Exercise goal - Look through the material that follows and show every line with the string "what".
_____
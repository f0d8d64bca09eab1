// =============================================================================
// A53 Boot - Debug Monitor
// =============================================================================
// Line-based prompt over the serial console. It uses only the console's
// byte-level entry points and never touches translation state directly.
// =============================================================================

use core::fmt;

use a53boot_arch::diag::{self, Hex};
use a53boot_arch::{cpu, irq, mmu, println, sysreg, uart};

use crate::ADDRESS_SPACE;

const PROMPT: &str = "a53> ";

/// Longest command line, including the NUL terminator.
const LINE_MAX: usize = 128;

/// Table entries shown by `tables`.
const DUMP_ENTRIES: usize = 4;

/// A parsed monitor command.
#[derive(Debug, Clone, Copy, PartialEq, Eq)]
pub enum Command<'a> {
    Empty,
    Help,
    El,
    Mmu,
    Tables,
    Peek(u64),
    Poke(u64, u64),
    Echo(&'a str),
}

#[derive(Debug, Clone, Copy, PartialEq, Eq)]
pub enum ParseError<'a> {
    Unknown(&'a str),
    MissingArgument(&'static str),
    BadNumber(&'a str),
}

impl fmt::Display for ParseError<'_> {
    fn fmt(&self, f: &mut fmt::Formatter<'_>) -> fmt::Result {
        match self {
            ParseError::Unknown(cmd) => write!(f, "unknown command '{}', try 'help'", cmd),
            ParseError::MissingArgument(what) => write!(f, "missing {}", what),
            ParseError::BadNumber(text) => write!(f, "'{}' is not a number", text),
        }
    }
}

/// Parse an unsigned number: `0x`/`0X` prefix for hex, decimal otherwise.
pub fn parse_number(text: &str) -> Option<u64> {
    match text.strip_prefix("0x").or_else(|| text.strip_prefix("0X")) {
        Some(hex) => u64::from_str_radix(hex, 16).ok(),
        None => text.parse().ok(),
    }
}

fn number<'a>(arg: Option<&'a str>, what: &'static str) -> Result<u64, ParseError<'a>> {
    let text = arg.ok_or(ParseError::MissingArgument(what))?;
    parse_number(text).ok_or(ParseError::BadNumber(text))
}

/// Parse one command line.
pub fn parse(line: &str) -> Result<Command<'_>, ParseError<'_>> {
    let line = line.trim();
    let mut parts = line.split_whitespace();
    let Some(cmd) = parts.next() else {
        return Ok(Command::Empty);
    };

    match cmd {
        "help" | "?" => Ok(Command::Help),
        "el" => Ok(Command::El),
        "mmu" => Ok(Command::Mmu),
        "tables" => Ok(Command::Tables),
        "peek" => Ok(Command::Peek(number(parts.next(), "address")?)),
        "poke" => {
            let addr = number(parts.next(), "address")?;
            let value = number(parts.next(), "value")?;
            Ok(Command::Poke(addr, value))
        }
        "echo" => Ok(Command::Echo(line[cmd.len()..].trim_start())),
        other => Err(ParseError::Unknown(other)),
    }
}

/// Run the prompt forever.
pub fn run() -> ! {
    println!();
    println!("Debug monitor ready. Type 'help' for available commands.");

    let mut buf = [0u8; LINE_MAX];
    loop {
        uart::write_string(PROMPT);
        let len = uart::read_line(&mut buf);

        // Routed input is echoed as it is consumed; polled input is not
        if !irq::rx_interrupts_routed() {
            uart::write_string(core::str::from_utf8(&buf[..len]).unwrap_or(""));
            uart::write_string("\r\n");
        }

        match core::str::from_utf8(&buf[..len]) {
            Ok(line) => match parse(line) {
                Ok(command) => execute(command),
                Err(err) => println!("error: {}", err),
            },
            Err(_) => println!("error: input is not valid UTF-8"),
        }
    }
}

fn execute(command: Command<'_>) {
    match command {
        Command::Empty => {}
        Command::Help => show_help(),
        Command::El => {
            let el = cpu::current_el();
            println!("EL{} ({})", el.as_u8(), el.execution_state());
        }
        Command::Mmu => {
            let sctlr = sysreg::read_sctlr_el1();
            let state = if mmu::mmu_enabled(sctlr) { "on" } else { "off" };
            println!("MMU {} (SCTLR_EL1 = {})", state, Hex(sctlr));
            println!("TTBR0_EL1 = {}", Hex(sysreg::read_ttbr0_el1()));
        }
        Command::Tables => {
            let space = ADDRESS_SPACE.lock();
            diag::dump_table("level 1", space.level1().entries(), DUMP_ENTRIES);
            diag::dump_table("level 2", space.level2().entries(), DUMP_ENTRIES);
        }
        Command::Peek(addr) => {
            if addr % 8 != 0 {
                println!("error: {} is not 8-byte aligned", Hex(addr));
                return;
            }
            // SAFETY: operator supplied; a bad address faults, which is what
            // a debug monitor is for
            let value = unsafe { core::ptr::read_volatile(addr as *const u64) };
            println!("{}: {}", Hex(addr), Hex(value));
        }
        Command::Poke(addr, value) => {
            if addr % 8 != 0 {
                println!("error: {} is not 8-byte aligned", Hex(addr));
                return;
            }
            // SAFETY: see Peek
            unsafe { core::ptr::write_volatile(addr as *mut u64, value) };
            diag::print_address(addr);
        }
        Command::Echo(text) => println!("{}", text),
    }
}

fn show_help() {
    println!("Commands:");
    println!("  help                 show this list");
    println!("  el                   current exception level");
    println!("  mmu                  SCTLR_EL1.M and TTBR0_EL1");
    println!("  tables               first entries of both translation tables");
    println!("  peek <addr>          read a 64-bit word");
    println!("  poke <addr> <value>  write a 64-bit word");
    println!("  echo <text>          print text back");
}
_____
Written reply -
            ParseError::MissingArgument(what) => write!(f, "missing {}", what),
fn number<'a>(arg: Option<&'a str>, what: &'static str) -> Result<u64, ParseError<'a>> {
    let text = arg.ok_or(ParseError::MissingArgument(what))?;
            // SAFETY: operator supplied; a bad address faults, which is what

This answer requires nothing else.